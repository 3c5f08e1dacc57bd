//! Configuration structs for every component, mirroring the environment/config
//! surface named in the specification. Each struct implements `Default` with
//! the documented constants and a `validate` that the orchestrator calls
//! before constructing any subsystem.

use crate::topology::TopologyKind;
use crate::types::{ConfigError, Phase};
use serde::{Deserialize, Serialize};
use std::collections::HashMap;
use std::time::Duration;

/// Orchestrator-level defaults and policy toggles.
#[derive(Debug, Clone, Serialize, Deserialize)]
#[serde(default)]
pub struct OrchestratorConfig {
    pub default_max_rounds: u32,
    #[serde(with = "humantime_serde")]
    pub default_timeout: Duration,
    pub default_topology: TopologyKind,
    pub default_min_consensus: f64,
    pub min_agents_per_debate: usize,
    pub max_agents_per_debate: usize,
    pub enable_agent_diversity: bool,
    pub enable_learning: bool,
    pub enable_cross_debate_learning: bool,
    pub min_consensus_for_lesson: f64,
    pub voting_method: String,
    pub enable_confidence_weighting: bool,
}

impl Default for OrchestratorConfig {
    fn default() -> Self {
        Self {
            default_max_rounds: 3,
            default_timeout: Duration::from_secs(600),
            default_topology: TopologyKind::Mesh,
            default_min_consensus: 0.8,
            min_agents_per_debate: 2,
            max_agents_per_debate: 16,
            enable_agent_diversity: true,
            enable_learning: true,
            enable_cross_debate_learning: false,
            min_consensus_for_lesson: 0.6,
            voting_method: "weighted".to_string(),
            enable_confidence_weighting: true,
        }
    }
}

impl OrchestratorConfig {
    pub fn validate(&self) -> Result<(), ConfigError> {
        if self.min_agents_per_debate < 1 {
            return Err(ConfigError::Invalid(
                "min_agents_per_debate must be at least 1".into(),
            ));
        }
        if self.max_agents_per_debate < self.min_agents_per_debate {
            return Err(ConfigError::Invalid(
                "max_agents_per_debate must be >= min_agents_per_debate".into(),
            ));
        }
        if !(0.0..=1.0).contains(&self.default_min_consensus) {
            return Err(ConfigError::Invalid(
                "default_min_consensus must be in [0, 1]".into(),
            ));
        }
        Ok(())
    }
}

/// Cognitive planner tunables.
#[derive(Debug, Clone, Copy, Serialize, Deserialize)]
#[serde(default)]
pub struct PlannerConfig {
    pub enable_learning: bool,
    pub expectation_threshold: f64,
    pub adaptation_rate: f64,
    pub max_history_size: usize,
    pub enable_meta_cognition: bool,
}

impl Default for PlannerConfig {
    fn default() -> Self {
        Self {
            enable_learning: true,
            expectation_threshold: 0.5,
            adaptation_rate: 0.3,
            max_history_size: 100,
            enable_meta_cognition: true,
        }
    }
}

impl PlannerConfig {
    pub fn validate(&self) -> Result<(), ConfigError> {
        if !(0.0..=1.0).contains(&self.adaptation_rate) {
            return Err(ConfigError::Invalid(
                "adaptation_rate must be in [0, 1]".into(),
            ));
        }
        if self.max_history_size == 0 {
            return Err(ConfigError::Invalid(
                "max_history_size must be positive".into(),
            ));
        }
        Ok(())
    }
}

/// Topology construction and message-routing tunables.
#[derive(Debug, Clone, Serialize, Deserialize)]
#[serde(default)]
pub struct TopologyConfig {
    pub kind: TopologyKind,
    pub max_parallelism: usize,
    #[serde(with = "humantime_serde")]
    pub message_timeout: Duration,
    pub enable_dynamic_roles: bool,
    pub enable_load_balancing: bool,
    pub priority_channels: bool,
    pub metadata: HashMap<String, String>,
}

impl Default for TopologyConfig {
    fn default() -> Self {
        Self {
            kind: TopologyKind::Mesh,
            max_parallelism: 4,
            message_timeout: Duration::from_secs(30),
            enable_dynamic_roles: false,
            enable_load_balancing: false,
            priority_channels: false,
            metadata: HashMap::new(),
        }
    }
}

impl TopologyConfig {
    /// Bounded queue capacity per the concurrency model: ~1000 for mesh,
    /// ~500 for star/tree/chain.
    pub fn queue_capacity(&self) -> usize {
        match self.kind {
            TopologyKind::Mesh => 1000,
            TopologyKind::Star | TopologyKind::Chain | TopologyKind::Tree => 500,
        }
    }

    pub fn validate(&self) -> Result<(), ConfigError> {
        if self.max_parallelism == 0 {
            return Err(ConfigError::Invalid(
                "max_parallelism must be positive".into(),
            ));
        }
        Ok(())
    }
}

/// Approval gate configuration.
#[derive(Debug, Clone, Serialize, Deserialize)]
#[serde(default)]
pub struct GateConfig {
    pub enabled: bool,
    pub gate_points: Vec<Phase>,
    #[serde(with = "humantime_serde")]
    pub timeout: Duration,
    pub notification_channels: Vec<String>,
}

impl Default for GateConfig {
    fn default() -> Self {
        Self {
            enabled: false,
            gate_points: Vec::new(),
            timeout: Duration::from_secs(30 * 60),
            notification_channels: Vec::new(),
        }
    }
}

impl GateConfig {
    pub fn is_gate_point(&self, phase: Phase) -> bool {
        self.enabled && self.gate_points.contains(&phase)
    }

    pub fn validate(&self) -> Result<(), ConfigError> {
        if self.timeout.is_zero() {
            return Err(ConfigError::Invalid("gate timeout must be positive".into()));
        }
        Ok(())
    }
}

/// Sandbox execution limits for the test-driven validation round.
#[derive(Debug, Clone, Serialize, Deserialize)]
#[serde(default)]
pub struct SandboxConfig {
    #[serde(with = "humantime_serde")]
    pub timeout: Duration,
    /// Megabytes.
    pub memory_limit_mb: u64,
    pub cpu_limit: f64,
    pub network_allowed: bool,
    pub disk_allowed: bool,
    pub max_concurrent: usize,
}

impl Default for SandboxConfig {
    fn default() -> Self {
        Self {
            timeout: Duration::from_secs(30),
            memory_limit_mb: 256,
            cpu_limit: 1.0,
            network_allowed: false,
            disk_allowed: false,
            max_concurrent: 4,
        }
    }
}

impl SandboxConfig {
    pub fn validate(&self) -> Result<(), ConfigError> {
        if self.max_concurrent == 0 {
            return Err(ConfigError::Invalid("max_concurrent must be positive".into()));
        }
        Ok(())
    }
}

#[cfg(test)]
mod tests {
    use super::*;

    #[test]
    fn defaults_validate() {
        assert!(OrchestratorConfig::default().validate().is_ok());
        assert!(PlannerConfig::default().validate().is_ok());
        assert!(TopologyConfig::default().validate().is_ok());
        assert!(GateConfig::default().validate().is_ok());
        assert!(SandboxConfig::default().validate().is_ok());
    }

    #[test]
    fn rejects_bad_agent_bounds() {
        let mut cfg = OrchestratorConfig::default();
        cfg.max_agents_per_debate = 1;
        cfg.min_agents_per_debate = 2;
        assert!(cfg.validate().is_err());
    }

    #[test]
    fn queue_capacity_by_kind() {
        let mut cfg = TopologyConfig::default();
        cfg.kind = TopologyKind::Mesh;
        assert_eq!(cfg.queue_capacity(), 1000);
        cfg.kind = TopologyKind::Star;
        assert_eq!(cfg.queue_capacity(), 500);
    }
}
------
* **What is expected**: From the first line to the last, copy the records without alteration.

* **Response to the task**:
repository 3c5f08e1dacc57bd
//! Configuration structs for every component, mirroring the environment/config
//! surface named in the specification. Each struct implements `Default` with
//! the documented constants and a `validate` that the orchestrator calls
//! before constructing any subsystem.

use crate::topology::TopologyKind;
use crate::types::{ConfigError, Phase};
use serde::{Deserialize, Serialize};
use std::collections::HashMap;
use std::time::Duration;

/// Orchestrator-level defaults and policy toggles.
#[derive(Debug, Clone, Serialize, Deserialize)]
#[serde(default)]
pub struct OrchestratorConfig {
    pub default_max_rounds: u32,
    #[serde(with = "humantime_serde")]
    pub default_timeout: Duration,
    pub default_topology: TopologyKind,
    pub default_min_consensus: f64,
    pub min_agents_per_debate: usize,
    pub max_agents_per_debate: usize,
    pub enable_agent_diversity: bool,
    pub enable_learning: bool,
    pub enable_cross_debate_learning: bool,
    pub min_consensus_for_lesson: f64,
    pub voting_method: String,
    pub enable_confidence_weighting: bool,
}

impl Default for OrchestratorConfig {
    fn default() -> Self {
        Self {
            default_max_rounds: 3,
            default_timeout: Duration::from_secs(600),
            default_topology: TopologyKind::Mesh,
            default_min_consensus: 0.8,
            min_agents_per_debate: 2,
            max_agents_per_debate: 16,
            enable_agent_diversity: true,
            enable_learning: true,
            enable_cross_debate_learning: false,
            min_consensus_for_lesson: 0.6,
            voting_method: "weighted".to_string(),
            enable_confidence_weighting: true,
        }
    }
}

impl OrchestratorConfig {
    pub fn validate(&self) -> Result<(), ConfigError> {
        if self.min_agents_per_debate < 1 {
            return Err(ConfigError::Invalid(
                "min_agents_per_debate must be at least 1".into(),
            ));
        }
        if self.max_agents_per_debate < self.min_agents_per_debate {
            return Err(ConfigError::Invalid(
                "max_agents_per_debate must be >= min_agents_per_debate".into(),
            ));
        }
        if !(0.0..=1.0).contains(&self.default_min_consensus) {
            return Err(ConfigError::Invalid(
                "default_min_consensus must be in [0, 1]".into(),
            ));
        }
        Ok(())
    }
}

/// Cognitive planner tunables.
#[derive(Debug, Clone, Copy, Serialize, Deserialize)]
#[serde(default)]
pub struct PlannerConfig {
    pub enable_learning: bool,
    pub expectation_threshold: f64,
    pub adaptation_rate: f64,
    pub max_history_size: usize,
    pub enable_meta_cognition: bool,
}

impl Default for PlannerConfig {
    fn default() -> Self {
        Self {
            enable_learning: true,
            expectation_threshold: 0.5,
            adaptation_rate: 0.3,
            max_history_size: 100,
            enable_meta_cognition: true,
        }
    }
}

impl PlannerConfig {
    pub fn validate(&self) -> Result<(), ConfigError> {
        if !(0.0..=1.0).contains(&self.adaptation_rate) {
            return Err(ConfigError::Invalid(
                "adaptation_rate must be in [0, 1]".into(),
            ));
        }
        if self.max_history_size == 0 {
            return Err(ConfigError::Invalid(
                "max_history_size must be positive".into(),
            ));
        }
        Ok(())
    }
}

/// Topology construction and message-routing tunables.
#[derive(Debug, Clone, Serialize, Deserialize)]
#[serde(default)]
pub struct TopologyConfig {
    pub kind: TopologyKind,
    pub max_parallelism: usize,
    #[serde(with = "humantime_serde")]
    pub message_timeout: Duration,
    pub enable_dynamic_roles: bool,
    pub enable_load_balancing: bool,
    pub priority_channels: bool,
    pub metadata: HashMap<String, String>,
}

impl Default for TopologyConfig {
    fn default() -> Self {
        Self {
            kind: TopologyKind::Mesh,
            max_parallelism: 4,
            message_timeout: Duration::from_secs(30),
            enable_dynamic_roles: false,
            enable_load_balancing: false,
            priority_channels: false,
            metadata: HashMap::new(),
        }
    }
}

impl TopologyConfig {
    /// Bounded queue capacity per the concurrency model: ~1000 for mesh,
    /// ~500 for star/tree/chain.
    pub fn queue_capacity(&self) -> usize {
        match self.kind {
            TopologyKind::Mesh => 1000,
            TopologyKind::Star | TopologyKind::Chain | TopologyKind::Tree => 500,
        }
    }

    pub fn validate(&self) -> Result<(), ConfigError> {
        if self.max_parallelism == 0 {
            return Err(ConfigError::Invalid(
                "max_parallelism must be positive".into(),
            ));
        }
        Ok(())
    }
}

/// Approval gate configuration.
#[derive(Debug, Clone, Serialize, Deserialize)]
#[serde(default)]
pub struct GateConfig {
    pub enabled: bool,
    pub gate_points: Vec<Phase>,
    #[serde(with = "humantime_serde")]
    pub timeout: Duration,
    pub notification_channels: Vec<String>,
}

impl Default for GateConfig {
    fn default() -> Self {
        Self {
            enabled: false,
            gate_points: Vec::new(),
            timeout: Duration::from_secs(30 * 60),
            notification_channels: Vec::new(),
        }
    }
}

impl GateConfig {
    pub fn is_gate_point(&self, phase: Phase) -> bool {
        self.enabled && self.gate_points.contains(&phase)
    }

    pub fn validate(&self) -> Result<(), ConfigError> {
        if self.timeout.is_zero() {
            return Err(ConfigError::Invalid("gate timeout must be positive".into()));
        }
        Ok(())
    }
}

/// Sandbox execution limits for the test-driven validation round.
#[derive(Debug, Clone, Serialize, Deserialize)]
#[serde(default)]
pub struct SandboxConfig {
    #[serde(with = "humantime_serde")]
    pub timeout: Duration,
    /// Megabytes.
    pub memory_limit_mb: u64,
    pub cpu_limit: f64,
    pub network_allowed: bool,
    pub disk_allowed: bool,
    pub max_concurrent: usize,
}

impl Default for SandboxConfig {
    fn default() -> Self {
        Self {
            timeout: Duration::from_secs(30),
            memory_limit_mb: 256,
            cpu_limit: 1.0,
            network_allowed: false,
            disk_allowed: false,
            max_concurrent: 4,
        }
    }
}

impl SandboxConfig {
    pub fn validate(&self) -> Result<(), ConfigError> {
        if self.max_concurrent == 0 {
            return Err(ConfigError::Invalid("max_concurrent must be positive".into()));
        }
        Ok(())
    }
}

#[cfg(test)]
mod tests {
    use super::*;

    #[test]
    fn defaults_validate() {
        assert!(OrchestratorConfig::default().validate().is_ok());
        assert!(PlannerConfig::default().validate().is_ok());
        assert!(TopologyConfig::default().validate().is_ok());
        assert!(GateConfig::default().validate().is_ok());
        assert!(SandboxConfig::default().validate().is_ok());
    }

    #[test]
    fn rejects_bad_agent_bounds() {
        let mut cfg = OrchestratorConfig::default();
        cfg.max_agents_per_debate = 1;
        cfg.min_agents_per_debate = 2;
        assert!(cfg.validate().is_err());
    }

    #[test]
    fn queue_capacity_by_kind() {
        let mut cfg = TopologyConfig::default();
        cfg.kind = TopologyKind::Mesh;
        assert_eq!(cfg.queue_capacity(), 1000);
        cfg.kind = TopologyKind::Star;
        assert_eq!(cfg.queue_capacity(), 500);
    }
}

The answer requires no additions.